Aim of the task | The records should be restated exactly from their first line through the line with "the piece into the" in it.

Records provided |
//! Falling-block puzzle on a 10×20 board.
//!
//! The active piece lives above the board in pivot coordinates; rows may
//! be negative while a piece is still inside the spawn buffer, columns
//! never leave 0..10. A failed downward step locks the piece into the
//! board, clears full rows, scores them against the current level, and
//! draws the next piece from the bag of 7; the game ends when a fresh
//! spawn collides with the stack. Sessions can be checkpointed with
//! [`FallingBlock::snapshot`] and resumed with [`FallingBlock::restore`].

pub mod bag;
pub mod pieces;

use serde::{Deserialize, Serialize};
use smallvec::SmallVec;

use crate::core::{Coord, Engine, GameResult, GameRng, GameRngState, Grid, SnapshotError};
use bag::PieceBag;
use pieces::{rotated_offsets, Shape};

const WIDTH: usize = 10;
const HEIGHT: usize = 20;

const SPAWN_ROW: i32 = 0;
const SPAWN_COL: i32 = 4;

/// Score per cleared-line count (index = lines - 1), multiplied by level.
const LINE_SCORES: [u32; 4] = [100, 300, 700, 1500];

/// Player action for one engine step.
#[derive(Clone, Copy, Debug, PartialEq, Eq, Serialize, Deserialize)]
pub enum BlockAction {
    Left,
    Right,
    Rotate,
    SoftDrop,
    /// Gravity step issued by the session clock; same motion as a soft
    /// drop.
    Tick,
}

/// The piece currently falling: shape, rotation step, pivot position.
#[derive(Clone, Copy, Debug, PartialEq, Eq, Serialize, Deserialize)]
pub struct ActivePiece {
    pub shape: Shape,
    /// 90° clockwise steps, 0..4.
    pub rotation: u8,
    /// Pivot row; negative while in the spawn buffer.
    pub row: i32,
    pub col: i32,
}

impl ActivePiece {
    /// Absolute board cells occupied by this piece.
    #[must_use]
    pub fn cells(&self) -> [(i32, i32); 4] {
        let mut cells = rotated_offsets(self.shape, self.rotation);
        for cell in &mut cells {
            *cell = (self.row + cell.0, self.col + cell.1);
        }
        cells
    }
}

/// Serializable session checkpoint; the exact inverse of
/// [`FallingBlock::restore`] for anything [`FallingBlock::snapshot`]
/// produced.
#[derive(Clone, Debug, PartialEq, Eq, Serialize, Deserialize)]
pub struct FallingBlockSnapshot {
    /// 10×20 board, row-major; 0 = empty, otherwise shape index + 1.
    pub board: Vec<Vec<u8>>,
    pub score: u32,
    pub lines_cleared: u32,
    pub level: u32,
    pub game_over: bool,
    /// The falling piece; `None` only once the game is over.
    pub active: Option<ActivePiece>,
    /// Undrawn remainder of the current bag fill.
    pub bag: Vec<Shape>,
    /// RNG position, so restored games continue the same sequence.
    pub rng: GameRngState,
}

/// Falling-block engine state.
#[derive(Clone, Debug, PartialEq)]
pub struct FallingBlock {
    board: Grid<u8, WIDTH, HEIGHT>,
    score: u32,
    lines_cleared: u32,
    game_over: bool,
    active: Option<ActivePiece>,
    bag: PieceBag,
    rng: GameRng,
}

impl FallingBlock {
    /// Create a game with an empty board and the first piece spawned.
    #[must_use]
    pub fn new(seed: u64) -> Self {
        let mut rng = GameRng::new(seed);
        let bag = PieceBag::new(&mut rng);
        let mut game = Self {
            board: Grid::new(),
            score: 0,
            lines_cleared: 0,
            game_over: false,
            active: None,
            bag,
            rng,
        };
        game.spawn_next();
        game
    }

    /// Reconstruct a game from a snapshot.
    ///
    /// Validates board dimensions, cell tags, bag contents, and the
    /// active piece. A terminal flag on a snapshot with zero score and
    /// zero cleared lines is treated as stale and cleared; a fresh game
    /// cannot be over, so such a flag only ever comes from a corrupt or
    /// stale checkpoint.
    pub fn restore(snapshot: &FallingBlockSnapshot) -> Result<Self, SnapshotError> {
        let board: Grid<u8, WIDTH, HEIGHT> =
            Grid::from_rows(&snapshot.board).ok_or(SnapshotError::DimensionMismatch {
                expected_width: WIDTH,
                expected_height: HEIGHT,
            })?;

        for at in board.coords() {
            let tag = board.get(at);
            if tag as usize > Shape::ALL.len() {
                return Err(SnapshotError::InvalidCell {
                    row: at.row,
                    col: at.col,
                });
            }
        }

        let bag = PieceBag::from_remaining(snapshot.bag.clone())
            .ok_or(SnapshotError::InvalidPiece)?;

        if let Some(piece) = snapshot.active {
            if piece.rotation >= 4 || !fits(&board, &piece) {
                return Err(SnapshotError::InvalidPiece);
            }
        }

        let mut game_over = snapshot.game_over;
        if game_over && snapshot.score == 0 && snapshot.lines_cleared == 0 {
            game_over = false;
        }

        let mut game = Self {
            board,
            score: snapshot.score,
            lines_cleared: snapshot.lines_cleared,
            game_over,
            active: snapshot.active,
            bag,
            rng: GameRng::from_state(&snapshot.rng),
        };
        // A cleared terminal flag must leave a playable game behind.
        if !game.game_over && game.active.is_none() {
            game.spawn_next();
        }
        Ok(game)
    }

    /// Accumulated score.
    #[must_use]
    pub fn score(&self) -> u32 {
        self.score
    }

    /// Total rows cleared.
    #[must_use]
    pub fn lines_cleared(&self) -> u32 {
        self.lines_cleared
    }

    /// Current level: one step up every ten cleared rows.
    #[must_use]
    pub fn level(&self) -> u32 {
        self.lines_cleared / 10 + 1
    }

    /// Whether the game has ended.
    #[must_use]
    pub fn game_over(&self) -> bool {
        self.game_over
    }

    /// The falling piece, if the game is still running.
    #[must_use]
    pub fn active_piece(&self) -> Option<ActivePiece> {
        self.active
    }

    /// Draw the next shape and place it at the spawn position; the game
    /// ends if the spawn area is already occupied.
    fn spawn_next(&mut self) {
        let shape = self.bag.draw(&mut self.rng);
        let piece = ActivePiece {
            shape,
            rotation: 0,
            row: SPAWN_ROW,
            col: SPAWN_COL,
        };
        if fits(&self.board, &piece) {
            self.active = Some(piece);
        } else {
            self.active = None;
            self.game_over = true;
        }
    }

    /// Try to move/rotate the active piece into `candidate`.
    fn try_place(&mut self, candidate: ActivePiece) -> bool {
        if fits(&self.board, &candidate) {
            self.active = Some(candidate);
            true
        } else {
            false
        }
    }

    /// Burn the active piece into the board, clear full rows, score
    /// them, and spawn the next piece.
    fn lock(&mut self, piece: ActivePiece) {
        let tag = piece.shape.index() as u8 + 1;
        for (row, col) in piece.cells() {
            if row >= 0 {
                self.board.set(Coord::new(row as usize, col as usize), tag);
            }
        }
        self.active = None;

        let cleared = self.clear_full_rows();
        if cleared > 0 {
            self.score += LINE_SCORES[cleared as usize - 1] * self.level();
            self.lines_cleared += cleared;
        }

        self.spawn_next();
    }

    /// Remove fully occupied rows, inserting empty rows at the top.
    ///
    /// Returns the number of rows removed.
    fn clear_full_rows(&mut self) -> u32 {
        let full: SmallVec<[usize; 4]> = (0..HEIGHT)
            .filter(|&row| (0..WIDTH).all(|col| self.board.get(Coord::new(row, col)) != 0))
            .collect();

        for &row in &full {
            // Shift everything above `row` down one.
            for r in (1..=row).rev() {
                for col in 0..WIDTH {
                    let above = self.board.get(Coord::new(r - 1, col));
                    self.board.set(Coord::new(r, col), above);
                }
            }
            for col in 0..WIDTH {
                self.board.set(Coord::new(0, col), 0);
            }
        }

        full.len() as u32
    }
}

/// Whether a piece overlaps the walls, the floor, or the stack.
///
/// Rows above the board (negative) are the spawn buffer and always free.
fn fits(board: &Grid<u8, WIDTH, HEIGHT>, piece: &ActivePiece) -> bool {
    piece.cells().iter().all(|&(row, col)| {
        if col < 0 || col >= WIDTH as i32 || row >= HEIGHT as i32 {
            return false;
        }
        row < 0 || board.get(Coord::new(row as usize, col as usize)) == 0
    })
}

impl Engine for FallingBlock {
    type Move = BlockAction;
    type Snapshot = FallingBlockSnapshot;

    fn apply(&mut self, action: BlockAction) -> bool {
        if self.game_over {
            return false;
        }
        let Some(piece) = self.active else {
            return false;
        };

        match action {
            BlockAction::Left => self.try_place(ActivePiece {
                col: piece.col - 1,
                ..piece
            }),
            BlockAction::Right => self.try_place(ActivePiece {
                col: piece.col + 1,
                ..piece
            }),
            BlockAction::Rotate => {
                if !piece.shape.rotatable() {
                    return false;
                }
                // No wall kick: a colliding rotation is rejected as-is.
                self.try_place(ActivePiece {
                    rotation: (piece.rotation + 1) % 4,
                    ..piece
                })
            }
            BlockAction::SoftDrop | BlockAction::Tick => {
                let dropped = ActivePiece {
                    row: piece.row + 1,
                    ..piece
                };
                if fits(&self.board, &dropped) {
                    self.active = Some(dropped);
                } else {
                    self.lock(piece);
                }
                true
            }
        }
    }

    fn snapshot(&self) -> FallingBlockSnapshot {
        FallingBlockSnapshot {
            board: self.board.rows(),
            score: self.score,
            lines_cleared: self.lines_cleared,
            level: self.level(),
            game_over: self.game_over,
            active: self.active,
            bag: self.bag.remaining().to_vec(),
            rng: self.rng.state(),
        }
    }

    fn result(&self) -> Option<GameResult> {
        // Single-player: terminal state is carried by `game_over`.
        None
    }
}
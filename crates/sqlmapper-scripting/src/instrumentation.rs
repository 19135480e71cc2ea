//! Tracing conventions for statement building and compilation.
//!
//! Compilation runs inside a `debug` span named [`span_names::COMPILE`]
//! carrying the statement id and command type. Statement text in log fields
//! is bounded with [`truncate_statement`].

use std::fmt;

use serde::{Deserialize, Serialize};

/// Span names.
pub mod span_names {
    /// Span for compiling a statement against a parameter object.
    pub const COMPILE: &str = "sqlmapper.compile";
    /// Span for building a statement from its descriptor.
    pub const BUILD: &str = "sqlmapper.build";
    /// Span for resolving bound parameter values.
    pub const BIND: &str = "sqlmapper.bind";
}

/// Field names used in spans and events.
pub mod attributes {
    /// Statement identifier.
    pub const STATEMENT: &str = "statement";
    /// Statement command type.
    pub const COMMAND: &str = "command";
    /// Number of bound parameters.
    pub const PARAMETER_COUNT: &str = "parameter_count";
    /// Compiled statement text, truncated.
    pub const SQL: &str = "sql";
}

/// Default bound for statement text in log fields.
pub const MAX_LOGGED_STATEMENT: usize = 2048;

/// Kind of statement, detected from its leading keyword.
#[derive(Debug, Clone, Copy, PartialEq, Eq, Hash, Default, Serialize, Deserialize)]
#[serde(rename_all = "UPPERCASE")]
pub enum SqlCommandType {
    /// Kind could not be determined.
    #[default]
    Unknown,
    /// `INSERT`.
    Insert,
    /// `UPDATE`.
    Update,
    /// `DELETE`.
    Delete,
    /// `SELECT`.
    Select,
    /// Batch flush marker.
    Flush,
}

impl SqlCommandType {
    /// Detect the kind from statement text, skipping leading whitespace,
    /// comments and opening parentheses.
    #[must_use]
    pub fn from_sql(sql: &str) -> Self {
        let keyword: String = skip_preamble(sql)
            .chars()
            .take_while(|c| c.is_ascii_alphabetic())
            .collect::<String>()
            .to_ascii_uppercase();
        match keyword.as_str() {
            "SELECT" => Self::Select,
            "INSERT" => Self::Insert,
            "UPDATE" => Self::Update,
            "DELETE" => Self::Delete,
            "FLUSH" => Self::Flush,
            _ => Self::Unknown,
        }
    }

    /// Upper-case name.
    #[must_use]
    pub fn name(self) -> &'static str {
        match self {
            Self::Unknown => "UNKNOWN",
            Self::Insert => "INSERT",
            Self::Update => "UPDATE",
            Self::Delete => "DELETE",
            Self::Select => "SELECT",
            Self::Flush => "FLUSH",
        }
    }

    /// Parse an upper- or lower-case name.
    #[must_use]
    pub fn from_name(name: &str) -> Option<Self> {
        match name.trim().to_ascii_uppercase().as_str() {
            "UNKNOWN" => Some(Self::Unknown),
            "INSERT" => Some(Self::Insert),
            "UPDATE" => Some(Self::Update),
            "DELETE" => Some(Self::Delete),
            "SELECT" => Some(Self::Select),
            "FLUSH" => Some(Self::Flush),
            _ => None,
        }
    }
}

impl fmt::Display for SqlCommandType {
    fn fmt(&self, f: &mut fmt::Formatter<'_>) -> fmt::Result {
        f.write_str(self.name())
    }
}

fn skip_preamble(mut sql: &str) -> &str {
    loop {
        sql = sql.trim_start_matches(|c: char| c.is_whitespace() || c == '(');
        if let Some(rest) = sql.strip_prefix("--") {
            sql = rest.split_once('\n').map_or("", |(_, rest)| rest);
        } else if let Some(rest) = sql.strip_prefix("/*") {
            sql = rest.split_once("*/").map_or("", |(_, rest)| rest);
        } else {
            return sql;
        }
    }
}

/// Bound statement text to at most `max_len` bytes, cutting on a character
/// boundary and marking the cut with `...`.
#[must_use]
pub fn truncate_statement(sql: &str, max_len: usize) -> String {
    if sql.len() <= max_len {
        return sql.to_string();
    }
    let mut end = max_len.saturating_sub(3);
    while !sql.is_char_boundary(end) {
        end -= 1;
    }
    format!("{}...", &sql[..end])
}

#[cfg(test)]
mod tests {
    use super::*;

    #[test]
    fn test_command_type_detection() {
        assert_eq!(SqlCommandType::from_sql("SELECT 1"), SqlCommandType::Select);
        assert_eq!(
            SqlCommandType::from_sql("  insert into t values (1)"),
            SqlCommandType::Insert
        );
        assert_eq!(
            SqlCommandType::from_sql("-- audit\n/* x */ (SELECT 1) UNION (SELECT 2)"),
            SqlCommandType::Select
        );
        assert_eq!(SqlCommandType::from_sql("DELETE FROM t"), SqlCommandType::Delete);
        assert_eq!(SqlCommandType::from_sql("MERGE INTO t"), SqlCommandType::Unknown);
        assert_eq!(SqlCommandType::from_sql(""), SqlCommandType::Unknown);
    }

    #[test]
    fn test_command_type_names() {
        assert_eq!(SqlCommandType::from_name("update"), Some(SqlCommandType::Update));
        assert_eq!(SqlCommandType::Flush.to_string(), "FLUSH");
        assert_eq!(SqlCommandType::from_name("upsert"), None);
    }

    #[test]
    fn test_truncate_statement() {
        assert_eq!(truncate_statement("SELECT 1", 100), "SELECT 1");
        assert_eq!(truncate_statement("SELECT * FROM users", 10), "SELECT ...");
        // Never splits a multi-byte character.
        assert_eq!(truncate_statement("ééééé", 6), "é...");
    }
}
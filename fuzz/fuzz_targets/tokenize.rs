//! Fuzz the placeholder tokenizer and text node parsing.

#![no_main]

use libfuzzer_sys::fuzz_target;
use sqlmapper_scripting::node::TextNode;
use sqlmapper_scripting::tokenizer::{Fragment, tokenize};

fuzz_target!(|text: &str| {
    match tokenize(text) {
        Ok(fragments) => {
            for fragment in fragments {
                if let Fragment::Bound(token) | Fragment::Raw(token) = fragment {
                    assert!(token.position < text.len());
                    assert!(!token.body.trim().is_empty());
                }
            }
        }
        Err(e) => assert!(e.position() <= text.len()),
    }

    if let Err(e) = TextNode::parse(text) {
        assert!(e.position() <= text.len());
    }
});
//! Per-execution evaluation state.

use std::collections::BTreeMap;
use std::fmt;

use sqlmapper_reflection::{Node, Property, ReflectionError, Segment, Value, child};

use crate::config::Config;
use crate::expression::{Lookup, Scope};
use crate::parameter::ParameterMapping;

/// Name bound to the whole parameter object.
pub const PARAMETER_OBJECT_KEY: &str = "_parameter";

/// Name bound to the configured database id.
pub const DATABASE_ID_KEY: &str = "_databaseId";

/// Prefix of synthetic names for loop variables.
pub const ITEM_PREFIX: &str = "__frch_";

/// Prefix of synthetic names for `bind` variables.
pub const BIND_PREFIX: &str = "__bind_";

static NULL: Value = Value::Null;

/// A value either borrowed from the parameter object or owned.
#[derive(Clone)]
pub enum Resolved<'a> {
    /// Borrowed from the parameter object.
    Borrowed(&'a dyn Property),
    /// Computed during evaluation.
    Owned(Value),
}

impl Resolved<'_> {
    /// The value as a property.
    #[must_use]
    pub fn as_property(&self) -> &dyn Property {
        match self {
            Self::Borrowed(p) => *p,
            Self::Owned(value) => value,
        }
    }

    /// Snapshot as an owned value.
    #[must_use]
    pub fn to_value(&self) -> Value {
        match self {
            Self::Borrowed(p) => p.to_value(),
            Self::Owned(value) => value.clone(),
        }
    }
}

impl fmt::Debug for Resolved<'_> {
    fn fmt(&self, f: &mut fmt::Formatter<'_>) -> fmt::Result {
        match self {
            Self::Borrowed(p) => f.debug_tuple("Borrowed").field(&p.to_value()).finish(),
            Self::Owned(value) => f.debug_tuple("Owned").field(value).finish(),
        }
    }
}

/// Resolve a root name against the parameter object.
///
/// A scalar parameter answers for any name, a null parameter yields null
/// and a list parameter is reachable as `list`, `collection` or `array`.
pub fn lookup_root<'a>(root: &'a dyn Property, name: &str) -> Result<&'a dyn Property, ReflectionError> {
    match root.node() {
        Node::Null => Ok(&NULL),
        Node::Scalar(_) => Ok(root),
        Node::Object(_) | Node::Map(_) => child(root, Segment::Property(name)),
        Node::List(_) => match name {
            "list" | "collection" | "array" => Ok(root),
            _ => Err(ReflectionError::NoGetter {
                property: name.to_string(),
                type_name: root.type_name(),
            }),
        },
    }
}

#[derive(Debug)]
struct Binding<'a> {
    value: Resolved<'a>,
    // Name recorded in the additional parameters when a placeholder uses
    // this binding.
    alias: String,
}

type Frame<'a> = BTreeMap<String, Binding<'a>>;

/// Accumulator for one evaluation of a node tree.
///
/// Holds the statement text, the bound parameters in order of appearance
/// and a stack of scope frames over the parameter object.
pub struct DynamicContext<'a> {
    config: &'a Config,
    root: &'a dyn Property,
    sql: String,
    mappings: Vec<ParameterMapping>,
    additional: BTreeMap<String, Resolved<'a>>,
    frames: Vec<Frame<'a>>,
    unique: usize,
}

impl<'a> DynamicContext<'a> {
    /// Create a context for one evaluation against `root`.
    #[must_use]
    pub fn new(config: &'a Config, root: &'a dyn Property) -> Self {
        let mut base = Frame::new();
        base.insert(
            PARAMETER_OBJECT_KEY.to_string(),
            Binding {
                value: Resolved::Borrowed(root),
                alias: PARAMETER_OBJECT_KEY.to_string(),
            },
        );
        base.insert(
            DATABASE_ID_KEY.to_string(),
            Binding {
                value: Resolved::Owned(config.database_id.clone().map_or(Value::Null, Value::Text)),
                alias: DATABASE_ID_KEY.to_string(),
            },
        );
        Self {
            config,
            root,
            sql: String::new(),
            mappings: Vec::new(),
            additional: BTreeMap::new(),
            frames: vec![base],
            unique: 0,
        }
    }

    /// The active configuration.
    #[must_use]
    pub fn config(&self) -> &'a Config {
        self.config
    }

    /// The parameter object.
    #[must_use]
    pub fn root(&self) -> &'a dyn Property {
        self.root
    }

    /// Text accumulated so far.
    #[must_use]
    pub fn sql(&self) -> &str {
        &self.sql
    }

    /// Bound parameters collected so far, in order of appearance.
    #[must_use]
    pub fn parameter_mappings(&self) -> &[ParameterMapping] {
        &self.mappings
    }

    /// Append a piece of statement text, separated from the previous piece
    /// by a single space.
    pub fn append_sql(&mut self, text: &str) {
        if text.is_empty() {
            return;
        }
        if !self.sql.is_empty() {
            self.sql.push(' ');
        }
        self.sql.push_str(text);
    }

    /// Run `f` with an empty text buffer and return what it appended.
    ///
    /// Parameters bound inside `f` stay in the context.
    pub fn capture<E>(
        &mut self,
        f: impl FnOnce(&mut Self) -> Result<(), E>,
    ) -> Result<String, E> {
        let outer = std::mem::take(&mut self.sql);
        let result = f(self);
        let captured = std::mem::replace(&mut self.sql, outer);
        result.map(|()| captured)
    }

    /// Record a bound parameter and return the marker that replaces it.
    ///
    /// A property rooted at a scoped variable is renamed to the variable's
    /// synthetic name, and the variable's value is kept as an additional
    /// parameter so the value can still be resolved after the scope ends.
    pub fn bind_parameter(&mut self, mapping: &ParameterMapping) -> String {
        let mut mapping = mapping.clone();
        if let Some(property) = self.alias_property(&mapping.property) {
            mapping.property = property;
        }
        self.mappings.push(mapping);
        self.config.placeholder.marker(self.mappings.len())
    }

    fn alias_property(&mut self, property: &str) -> Option<String> {
        let root_len = property.find(['.', '[']).unwrap_or(property.len());
        let (root, rest) = property.split_at(root_len);
        let binding = self.frames.iter().rev().find_map(|frame| frame.get(root))?;
        self.additional
            .entry(binding.alias.clone())
            .or_insert_with(|| binding.value.clone());
        Some(format!("{}{rest}", binding.alias))
    }

    /// Open a scope frame.
    pub fn push_frame(&mut self) {
        self.frames.push(Frame::new());
    }

    /// Close the innermost scope frame. The base frame is never removed.
    pub fn pop_frame(&mut self) {
        if self.frames.len() > 1 {
            self.frames.pop();
        }
    }

    /// Run `f` inside a new scope frame.
    pub fn scoped<T>(&mut self, f: impl FnOnce(&mut Self) -> T) -> T {
        self.push_frame();
        let result = f(self);
        self.pop_frame();
        result
    }

    /// Bind a loop variable in the innermost frame.
    pub fn bind_item(&mut self, name: &str, value: Resolved<'a>) {
        self.bind_with_prefix(ITEM_PREFIX, name, value);
    }

    /// Bind a `bind` variable in the innermost frame.
    pub fn bind_variable(&mut self, name: &str, value: Resolved<'a>) {
        self.bind_with_prefix(BIND_PREFIX, name, value);
    }

    fn bind_with_prefix(&mut self, prefix: &str, name: &str, value: Resolved<'a>) {
        let alias = format!("{prefix}{name}_{}", self.next_unique());
        if let Some(frame) = self.frames.last_mut() {
            frame.insert(name.to_string(), Binding { value, alias });
        }
    }

    /// Next value of the per-evaluation counter.
    pub fn next_unique(&mut self) -> usize {
        let n = self.unique;
        self.unique += 1;
        n
    }

    /// Consume the context, returning the text, the bound parameters and
    /// the additional parameters.
    #[must_use]
    pub fn into_parts(
        self,
    ) -> (
        String,
        Vec<ParameterMapping>,
        BTreeMap<String, Resolved<'a>>,
    ) {
        (self.sql, self.mappings, self.additional)
    }
}

impl<'a> Scope<'a> for DynamicContext<'a> {
    fn lookup<'s>(&'s self, name: &str) -> Result<Lookup<'s, 'a>, ReflectionError> {
        for frame in self.frames.iter().rev() {
            if let Some(binding) = frame.get(name) {
                return Ok(match &binding.value {
                    Resolved::Borrowed(p) => Lookup::Shared(*p),
                    Resolved::Owned(value) => Lookup::Local(value),
                });
            }
        }
        lookup_root(self.root, name).map(Lookup::Shared)
    }
}

impl fmt::Debug for DynamicContext<'_> {
    fn fmt(&self, f: &mut fmt::Formatter<'_>) -> fmt::Result {
        f.debug_struct("DynamicContext")
            .field("sql", &self.sql)
            .field("mappings", &self.mappings.len())
            .field("frames", &self.frames.len())
            .finish_non_exhaustive()
    }
}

Expected answer |
//! Falling-block puzzle on a 10×20 board.
//!
//! The active piece lives above the board in pivot coordinates; rows may
//! be negative while a piece is still inside the spawn buffer, columns
//! never leave 0..10. A failed downward step locks the piece into the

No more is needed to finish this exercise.